I'd go with someone local rather than an online source if you want "only the best frames, etc.".

A local source will usually be able to offer a wider variety of frames and options.

By the way, the best framing materials are museum archive quality, which means they are acid-free when new. Assembly so the mount and mat can be changed as the materials absorb contaminants from the atmosphere is also desirable for 'best' framing practices.
Economy grade materials are usually acidic. pH balanced materials would be the next best grade of materials, with acid-free being top-of-the-line.
http://www.framedestination.com/picture_frame_mounting.html

For quality control purposes when I wanted the 'best', I ordered the various materials - mount, mats, glazing, etc - from a variety of sources and framing parts and did the assembly myself.

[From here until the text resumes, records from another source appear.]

/*!
A crate for tokenizing and parsing the syntax layer of PDF content.

This crate provides the building blocks that sit below a content stream
renderer:
- A lexer that splits bytes into PDF tokens ([`token`]).
- An object parser that builds owned PDF objects from those tokens ([`parser`]).
- Decode filters for stream data ([`filter`]).
- A content stream parser that pairs multi-operator constructs into a tree
  of [`content::ContentObject`]s ([`content`]).

Parsing the file structure itself (cross-reference tables, trailers, object
streams) is left to the caller. Indirect objects are looked up through the
[`object::Resolve`] trait, and [`object::ObjectStore`] offers a simple
in-memory implementation.
*/

#![forbid(unsafe_code)]

pub mod content;
pub mod filter;
pub mod object;
pub mod parser;
pub mod token;
pub mod trivia;

mod util;

pub use util::OptionLog;
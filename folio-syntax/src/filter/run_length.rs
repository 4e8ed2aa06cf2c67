pub(crate) fn decode(data: &[u8]) -> Option<Vec<u8>> {
    let mut out = vec![];
    let mut iter = data.iter().copied();

    while let Some(len) = iter.next() {
        match len {
            0..=127 => {
                for _ in 0..=len {
                    out.push(iter.next()?);
                }
            }
            128 => break,
            _ => {
                let b = iter.next()?;
                out.extend(std::iter::repeat_n(b, 257 - len as usize));
            }
        }
    }

    Some(out)
}

#[cfg(test)]
mod tests {
    use super::decode;

    #[test]
    fn literal_and_repeat() {
        assert_eq!(
            decode(&[4, 10, 11, 12, 13, 14, 253, 3, 128]).unwrap(),
            vec![10, 11, 12, 13, 14, 3, 3, 3, 3]
        );
    }

    #[test]
    fn truncated() {
        assert!(decode(&[3, 1, 2]).is_none());
    }
}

Like Christina, when I did order online, I also used a variety of sources depending on what I needed/wanted.


----------



## CCericola (Jan 2, 2013)

MpixPro, Miller's Imaging (same parent company as Mpixpro), Bay Photo, WHCC, Collages.net, BWC Photo Imaging, H&H, I'm sure I'm missing a bunch.


----------



## sm4him (Jan 2, 2013)

dmunsie said:


> So many options, so little time to research. If money is no object, who would you recommend? Thanks for your time.



Why is there so little time to research?  
Whether the cost matters or not, (and granted, it ALWAYS matters to me), I'd want to take the time to research and decide what option is best for ME, since there are so many options, and asking for opinions will only get you what different people like. But what works for me may not work for you at all.

If time is that much of the essence here, then I'd suggest you pick two or three of the places already mentioned and call them; if they say they can do what you need, try them.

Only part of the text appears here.